[Saved data entries]
────────────────

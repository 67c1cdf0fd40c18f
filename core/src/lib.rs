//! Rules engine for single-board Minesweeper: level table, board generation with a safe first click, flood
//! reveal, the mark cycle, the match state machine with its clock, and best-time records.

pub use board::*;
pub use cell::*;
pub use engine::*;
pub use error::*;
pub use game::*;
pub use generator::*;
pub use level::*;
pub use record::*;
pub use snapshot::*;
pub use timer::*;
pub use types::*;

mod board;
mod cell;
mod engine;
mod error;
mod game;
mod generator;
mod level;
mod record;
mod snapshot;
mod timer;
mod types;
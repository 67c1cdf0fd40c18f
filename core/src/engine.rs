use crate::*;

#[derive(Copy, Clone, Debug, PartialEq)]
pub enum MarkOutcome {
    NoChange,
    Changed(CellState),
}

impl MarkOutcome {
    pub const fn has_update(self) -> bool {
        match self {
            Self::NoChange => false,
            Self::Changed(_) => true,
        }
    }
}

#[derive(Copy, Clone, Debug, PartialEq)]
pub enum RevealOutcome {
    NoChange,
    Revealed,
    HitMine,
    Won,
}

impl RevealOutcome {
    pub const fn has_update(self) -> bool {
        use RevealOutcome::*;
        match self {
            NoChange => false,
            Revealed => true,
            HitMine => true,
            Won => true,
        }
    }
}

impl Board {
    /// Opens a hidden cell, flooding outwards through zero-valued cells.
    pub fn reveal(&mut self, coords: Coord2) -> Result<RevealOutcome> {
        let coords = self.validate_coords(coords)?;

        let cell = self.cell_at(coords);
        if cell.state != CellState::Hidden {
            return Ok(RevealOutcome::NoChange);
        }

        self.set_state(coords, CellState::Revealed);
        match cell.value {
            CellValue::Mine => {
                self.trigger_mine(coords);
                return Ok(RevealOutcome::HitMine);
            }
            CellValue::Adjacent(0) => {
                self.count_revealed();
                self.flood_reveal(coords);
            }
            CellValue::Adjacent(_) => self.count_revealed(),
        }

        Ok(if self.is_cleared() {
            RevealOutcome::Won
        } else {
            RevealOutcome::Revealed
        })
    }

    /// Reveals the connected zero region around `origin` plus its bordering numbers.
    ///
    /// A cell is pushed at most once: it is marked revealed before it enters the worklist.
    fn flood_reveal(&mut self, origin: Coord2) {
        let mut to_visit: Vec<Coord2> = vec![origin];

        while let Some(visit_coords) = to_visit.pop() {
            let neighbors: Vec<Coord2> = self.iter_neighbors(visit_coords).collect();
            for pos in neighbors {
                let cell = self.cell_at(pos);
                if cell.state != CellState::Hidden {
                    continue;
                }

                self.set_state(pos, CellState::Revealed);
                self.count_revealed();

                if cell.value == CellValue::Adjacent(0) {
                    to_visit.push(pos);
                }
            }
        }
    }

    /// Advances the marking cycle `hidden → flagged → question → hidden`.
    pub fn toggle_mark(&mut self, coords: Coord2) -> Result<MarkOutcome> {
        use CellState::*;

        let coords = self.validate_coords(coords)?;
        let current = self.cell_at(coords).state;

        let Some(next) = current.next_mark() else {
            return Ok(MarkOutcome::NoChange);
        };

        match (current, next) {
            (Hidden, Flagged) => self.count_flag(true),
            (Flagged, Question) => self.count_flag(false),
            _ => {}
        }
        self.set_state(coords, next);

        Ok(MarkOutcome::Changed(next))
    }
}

────────────────

Activity ::
What you return should be the lines from the beginning of the records through the one that contains "through zero-valued cells.", repeated exactly and with no additions.

Written solution ::
repository 67c1cdf0fd40c18f
filename core/src/lib.rs
//! Rules engine for single-board Minesweeper: level table, board generation with a safe first click, flood
//! reveal, the mark cycle, the match state machine with its clock, and best-time records.

pub use board::*;
pub use cell::*;
pub use engine::*;
pub use error::*;
pub use game::*;
pub use generator::*;
pub use level::*;
pub use record::*;
pub use snapshot::*;
pub use timer::*;
pub use types::*;

mod board;
mod cell;
mod engine;
mod error;
mod game;
mod generator;
mod level;
mod record;
mod snapshot;
mod timer;
mod types;
repository 67c1cdf0fd40c18f
filename core/src/engine.rs
use crate::*;

#[derive(Copy, Clone, Debug, PartialEq)]
pub enum MarkOutcome {
    NoChange,
    Changed(CellState),
}

impl MarkOutcome {
    pub const fn has_update(self) -> bool {
        match self {
            Self::NoChange => false,
            Self::Changed(_) => true,
        }
    }
}

#[derive(Copy, Clone, Debug, PartialEq)]
pub enum RevealOutcome {
    NoChange,
    Revealed,
    HitMine,
    Won,
}

impl RevealOutcome {
    pub const fn has_update(self) -> bool {
        use RevealOutcome::*;
        match self {
            NoChange => false,
            Revealed => true,
            HitMine => true,
            Won => true,
        }
    }
}

impl Board {
    /// Opens a hidden cell, flooding outwards through zero-valued cells.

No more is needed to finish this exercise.